Un peu plus haut, à la sortie Maisonneuve Est de la station Berri-UQAM, un mendiant admet aussi avoir remarqué l’arrivée récente de groupes marginaux qui lui font craindre pour sa sécurité. «Ils amènent des chicanes de drogues pis des chicanes de filles», confie-t-il.

La situation ne passe pas non plus inaperçue aux yeux des résidants du quartier. Un homme qui habite le secteur depuis 25 ans décrit le Village comme «un nouvel hôpital psychiatrique à ciel ouvert». Si la présence de «marginaux» a toujours teinté l’ambiance du secteur, ils seraient toutefois «plus violents et malades qu’avant», selon lui. «Il y a quelques jours, il y en a un qui a baissé ses culottes pis il a déféqué devant tout le monde, en pleine rue passante», s’offusque le résidant de longue date.   

«On ne se le cachera pas, les lois sont vouées à changer»

Évidemment, les affaires des commerçants vont moins bien depuis que cette problématique s’exacerbe et que le sentiment de sécurité dans le Village s’érode. «C’est la première fois en douze ans que je me fais pousser par les itinérants», témoigne Patrick, le serveur du Cora.
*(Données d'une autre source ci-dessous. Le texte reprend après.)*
// Copyright (c) 2026 Bountyy Oy. All rights reserved.
// This software is proprietary and confidential.

/**
 * Bountyy Oy - Probe Library
 * Multi-protocol endpoint probing, crawling and API-spec driven calls
 *
 * @copyright 2026 Bountyy Oy
 * @license Proprietary
 */

pub mod config;
pub mod errors;
pub mod events;

// Retry and transport
pub mod fastcgi;
pub mod http_client;
pub mod retry;
pub mod websocket;

// Discovery
pub mod apispec;
pub mod crawler;

// Orchestration
pub mod probe;

pub use config::{ProbeCommand, ProbeConfig, Protocol};
pub use errors::{CallError, ProbeError, ProbeResult};
pub use events::{EventSink, ProbeEvent, ProbeEventKind};
pub use probe::{CallStats, ContainerPorts, CustomProbe, ProbeSummary};
fn parse_openapi3(doc: &Value, origin: &str) -> ProbeResult<ApiSpec> {
    let resolver = Resolver::new(doc);

    let paths = doc
        .get("paths")
        .and_then(Value::as_object)
        .ok_or_else(|| ProbeError::SpecParse {
            origin: origin.to_string(),
            reason: "missing paths object".to_string(),
        })?;

    let mut entries = Vec::new();
    for (path, item) in paths {
        let Some(item) = resolver.deref(item) else {
            debug!(path = %path, "Skipping unresolvable path item");
            continue;
        };

        let parameters = resolver.parameters(item.get("parameters"));

        let operations = PATH_OPERATIONS
            .iter()
            .filter_map(|method| {
                let op = item.get(*method)?.as_object()?;
                Some(OperationSpec {
                    method: method.to_string(),
                    operation_id: op.get("operationId").and_then(Value::as_str).map(String::from),
                    parameters: resolver.parameters(op.get("parameters")),
                    request_body: resolver.request_body(op.get("requestBody")),
                })
            })
            .collect();

        entries.push(PathEntry {
            path: path.clone(),
            parameters,
            operations,
        });
    }

    Ok(ApiSpec {
        version: SpecVersion::OpenApi3,
        title: title(doc),
        servers: parse_servers(doc),
        paths: entries,
    })
}

fn parse_swagger2(doc: &Value, origin: &str) -> ProbeResult<ApiSpec> {
    let resolver = Resolver::new(doc);

    let paths = doc
        .get("paths")
        .and_then(Value::as_object)
        .ok_or_else(|| ProbeError::SpecParse {
            origin: origin.to_string(),
            reason: "missing paths object".to_string(),
        })?;

    let global_consumes = string_list(doc.get("consumes"));

    let mut entries = Vec::new();
    for (path, item) in paths {
        let Some(item) = resolver.deref(item) else {
            continue;
        };

        let (parameters, path_body) = resolver.swagger_parameters(item.get("parameters"), &global_consumes);

        let operations = PATH_OPERATIONS
            .iter()
            .filter_map(|method| {
                let op = item.get(*method)?;
                op.as_object()?;

                let consumes = match string_list(op.get("consumes")) {
                    c if c.is_empty() => global_consumes.clone(),
                    c => c,
                };

                let (op_params, op_body) = resolver.swagger_parameters(op.get("parameters"), &consumes);

                Some(OperationSpec {
                    method: method.to_string(),
                    operation_id: op.get("operationId").and_then(Value::as_str).map(String::from),
                    parameters: op_params,
                    request_body: op_body.or_else(|| path_body.clone()),
                })
            })
            .collect();

        entries.push(PathEntry {
            path: path.clone(),
            parameters,
            operations,
        });
    }

    Ok(ApiSpec {
        version: SpecVersion::Swagger2,
        title: title(doc),
        servers: swagger_servers(doc),
        paths: entries,
    })
}

fn title(doc: &Value) -> String {
    doc.get("info")
        .and_then(|i| i.get("title"))
        .and_then(Value::as_str)
        .unwrap_or("Unknown API")
        .to_string()
}

fn parse_servers(doc: &Value) -> Vec<ServerInfo> {
    let Some(servers) = doc.get("servers").and_then(Value::as_array) else {
        return Vec::new();
    };

    servers
        .iter()
        .filter_map(|server| {
            let url = server.get("url").and_then(Value::as_str)?.to_string();

            let variables = server
                .get("variables")
                .and_then(Value::as_object)
                .map(|vars| {
                    vars.iter()
                        .map(|(name, var)| {
                            let default = var
                                .get("default")
                                .map(value_to_string)
                                .filter(|d| !d.is_empty());
                            let enum_values = var
                                .get("enum")
                                .and_then(Value::as_array)
                                .map(|values| values.iter().map(value_to_string).collect())
                                .unwrap_or_default();
                            (name.clone(), ServerVariable { default, enum_values })
                        })
                        .collect()
                })
                .unwrap_or_default();

            Some(ServerInfo { url, variables })
        })
        .collect()
}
Si certains commerçants ont fermé leurs terrasses face à la hausse du «chaos» dans le quartier, le Cora ne peut protéger sa clientèle de la même façon, uniformisation de la franchise oblige.

Épuisé de la situation, Patrick aimerait que la sécurité soit accentuée dans le quartier. «L’année passée, on avait huit cadets qui se promenaient à pied. Cette année, on se retrouve avec deux en bicycle qui roulent tellement vite qu’ils ne voient pas grand-chose», remarque-t-il.
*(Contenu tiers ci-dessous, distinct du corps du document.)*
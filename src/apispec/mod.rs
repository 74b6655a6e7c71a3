// Copyright (c) 2026 Bountyy Oy. All rights reserved.
// This software is proprietary and confidential.

/**
 * Bountyy Oy - API Spec Request Synthesizer
 * OpenAPI 3 / Swagger 2 loading and endpoint request synthesis
 *
 * @copyright 2026 Bountyy Oy
 * @license Proprietary
 */

pub mod loader;
pub mod model;
pub mod synth;

pub use loader::{is_openapi, is_swagger, load_spec_file, parse_api_spec};
pub use model::{
    ApiSpec, BodySpec, OperationSpec, ParamSpec, PathEntry, SchemaSpec, ServerInfo,
    ServerVariable, SpecVersion,
};
pub use synth::{
    api_spec_prefix, build_query_and_headers, collect_parameters, dummy_request_body,
    json_sample_for_schema, param_string_for_schema, substitute_path_params,
    synthesize_requests, SynthesizedRequest,
};

/// A loaded API document and the prefix to probe it under.
#[derive(Debug, Clone)]
pub struct ApiSpecInfo {
    pub spec: ApiSpec,
    pub prefix_override: Option<String>,
    /// File path or endpoint the document came from
    pub origin: String,
}

impl ApiSpecInfo {
    pub fn new(spec: ApiSpec, prefix_override: Option<String>, origin: impl Into<String>) -> Self {
        Self {
            spec,
            prefix_override: prefix_override.filter(|p| !p.is_empty()),
            origin: origin.into(),
        }
    }

    /// The override when present, otherwise the prefix derived from the servers.
    pub fn prefix(&self) -> String {
        match &self.prefix_override {
            Some(prefix) => prefix.clone(),
            None => api_spec_prefix(&self.spec),
        }
    }
}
Mardi après-midi, Métro a bel et bien vu les deux cadets faire plusieurs allers-retours sur la rue piétonne. Or, même s’ils semblent voir le groupe dont les membres ont l’élastique autour du bras, la pipe dans la main et l’argent dans l’autre, ils n’interviennent pas.
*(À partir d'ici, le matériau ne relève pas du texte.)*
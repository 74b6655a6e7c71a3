// Copyright (c) 2026 Bountyy Oy. All rights reserved.
// This software is proprietary and confidential.

/**
 * Bountyy Oy - Probe Events
 * Structured lifecycle and per-attempt events for the embedding caller
 *
 * @copyright 2026 Bountyy Oy
 * @license Proprietary
 */

use chrono::{DateTime, Utc};
use serde::Serialize;
use tokio::sync::mpsc::UnboundedSender;

/// A probe event with its emission time.
#[derive(Debug, Clone, Serialize)]
pub struct ProbeEvent {
    pub timestamp: DateTime<Utc>,

    #[serde(flatten)]
    pub kind: ProbeEventKind,
}

impl ProbeEvent {
    pub fn new(kind: ProbeEventKind) -> Self {
        Self {
            timestamp: Utc::now(),
            kind,
        }
    }

    pub fn name(&self) -> &'static str {
        self.kind.name()
    }

    pub fn to_json(&self) -> String {
        serde_json::to_string(self).unwrap_or_else(|_| format!("{{\"event\":\"{}\"}}", self.name()))
    }
}

#[derive(Debug, Clone, PartialEq, Serialize)]
#[serde(tag = "event")]
pub enum ProbeEventKind {
    #[serde(rename = "http.probe.starting")]
    Starting,

    #[serde(rename = "http.probe.start.wait")]
    StartWait { seconds: u64 },

    #[serde(rename = "http.probe.start.wait.done")]
    StartWaitDone,

    #[serde(rename = "http.probe.running")]
    Running,

    #[serde(rename = "http.probe.ports")]
    Ports { count: usize, targets: String },

    #[serde(rename = "http.probe.commands")]
    Commands { count: usize, commands: String },

    #[serde(rename = "http.probe.call")]
    Call {
        protocol: String,
        method: String,
        target: String,
        attempt: u32,
        /// Status code, or `error`
        status: String,
        error: Option<String>,
    },

    #[serde(rename = "http.probe.call.ws")]
    WebsocketCall {
        target: String,
        attempt: u32,
        status: String,
        read_count: u64,
        ping_count: u64,
        pong_count: u64,
        error: Option<String>,
    },

    #[serde(rename = "http.probe.api-spec.probe.endpoint.call")]
    ApiSpecCall {
        method: String,
        target: String,
        attempt: u32,
        status: String,
        error: Option<String>,
    },

    /// A spec source was skipped (fetch, parse or prefix failure).
    #[serde(rename = "http.probe.api-spec.error")]
    ApiSpecError { source: String, reason: String },

    /// Non-fatal notice, such as a FastCGI command skipping crawl or API-spec probing.
    #[serde(rename = "http.probe.info")]
    Diagnostic { message: String },

    #[serde(rename = "http.probe.error")]
    Error { message: String },

    #[serde(rename = "http.probe.crawler")]
    Crawler { page: usize, url: String },

    #[serde(rename = "http.probe.crawler.stop")]
    CrawlerStop { reason: String },

    #[serde(rename = "probe.crawler.done")]
    CrawlerDone {
        addr: String,
        visited: usize,
        errors: usize,
    },

    #[serde(rename = "http.probe.summary")]
    Summary {
        total: u64,
        failures: u64,
        successful: u64,
    },

    #[serde(rename = "http.probe.done")]
    Done { warning: Option<String> },
}

impl ProbeEventKind {
    pub fn name(&self) -> &'static str {
        match self {
            ProbeEventKind::Starting => "http.probe.starting",
            ProbeEventKind::StartWait { .. } => "http.probe.start.wait",
            ProbeEventKind::StartWaitDone => "http.probe.start.wait.done",
            ProbeEventKind::Running => "http.probe.running",
            ProbeEventKind::Ports { .. } => "http.probe.ports",
            ProbeEventKind::Commands { .. } => "http.probe.commands",
            ProbeEventKind::Call { .. } => "http.probe.call",
            ProbeEventKind::WebsocketCall { .. } => "http.probe.call.ws",
            ProbeEventKind::ApiSpecCall { .. } => "http.probe.api-spec.probe.endpoint.call",
            ProbeEventKind::ApiSpecError { .. } => "http.probe.api-spec.error",
            ProbeEventKind::Diagnostic { .. } => "http.probe.info",
            ProbeEventKind::Error { .. } => "http.probe.error",
            ProbeEventKind::Crawler { .. } => "http.probe.crawler",
            ProbeEventKind::CrawlerStop { .. } => "http.probe.crawler.stop",
            ProbeEventKind::CrawlerDone { .. } => "probe.crawler.done",
            ProbeEventKind::Summary { .. } => "http.probe.summary",
            ProbeEventKind::Done { .. } => "http.probe.done",
        }
    }
}

/// Optional event channel. Sends never block and a dropped receiver is ignored.
#[derive(Debug, Clone, Default)]
pub struct EventSink {
    tx: Option<UnboundedSender<ProbeEvent>>,
}

impl EventSink {
    pub fn new(tx: UnboundedSender<ProbeEvent>) -> Self {
        Self { tx: Some(tx) }
    }

    pub fn disabled() -> Self {
        Self { tx: None }
    }

    pub fn is_enabled(&self) -> bool {
        self.tx.is_some()
    }

    pub fn emit(&self, kind: ProbeEventKind) {
        if let Some(tx) = &self.tx {
            let _ = tx.send(ProbeEvent::new(kind));
        }
    }
}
Deux cadets du SPVM qui ignorent les consommateurs et vendeurs de drogue.
Photo: Guillaume Ledoux / Métro

«La décriminalisation s’en vient», explique à Métro l’un des cadets, qui admet avoir pris connaissance de l’existence du groupe. Puisque les «lois sont vouées à changer», ça ne vaudrait pas la peine d’intervenir pour des cas de «possession». Si les personnes représentent un danger public, toutefois, ils interviennent «s’ils sont à l’aise». Sinon, ils transmettent le mandat aux policiers.

L’intervention, pas si simple que ça

À cette heure-ci, les policiers les plus proches du secteur se trouvent au Starbucks, quelques blocs plus loin, dans un événement «café avec un policier», avec des membres de l’Équipe de concertation communautaire de rapprochement (ECCR). Selon une policière du Service de police de la Ville de Montréal (SPVM) sur place, il est difficile de faire de l’intervention dans le groupe de consommateurs parce que «si on fait des dossiers de possession, la cour nous les renvoie». Une manœuvre systémique qui corroborerait les «rumeurs» de décriminalisation imminente de la possession de drogue.

Une intervenante du ECCR et une policière du SPVM qui participent à l’événement «Café avec un policier», à moins de cinq blocs de distance du groupe de consommateurs et vendeurs.
Photo: Guillaume Ledoux / Métro

Si un appel est reçu pour du harcèlement ou pour de la vente de stupéfiants, une intervention «sera faite, mais c’est difficile de porter des accusations. Difficile de dire qui achète et qui vend, il faut que je le voie», dit la policière.

«L’intervention policière, c’est la dernière étape du processus», décrit l’une des membres de l’ECCR. «Le processus est une question de responsabilité partagée qui commence avec plusieurs acteurs sociaux.»

Si quarante policiers supplémentaires sillonnent les rues du Village depuis quelques semaines, la problématique ne se règlerait pas par la répression, croit la mairesse Valérie Plante. Il faudrait plutôt viser «l’accompagnement». «Beaucoup de gens qui se retrouvent à déambuler, s’ils avaient un toit au-dessus de leur tête, ils seraient chez eux avec du soutien communautaire», a affirmé Mme Plante en point de presse mardi.

Pour la co-porte-parole de Québec solidaire Manon Massé, qui vit dans le quartier, la solution passe par un meilleur financement des groupes communautaires qui font de l’intervention en santé mentale sur le terrain. Elle croit aussi aux ressources de consommation supervisée qui permettent «aux gens intoxiqués de pouvoir aller se déposer» plutôt que de consommer dehors.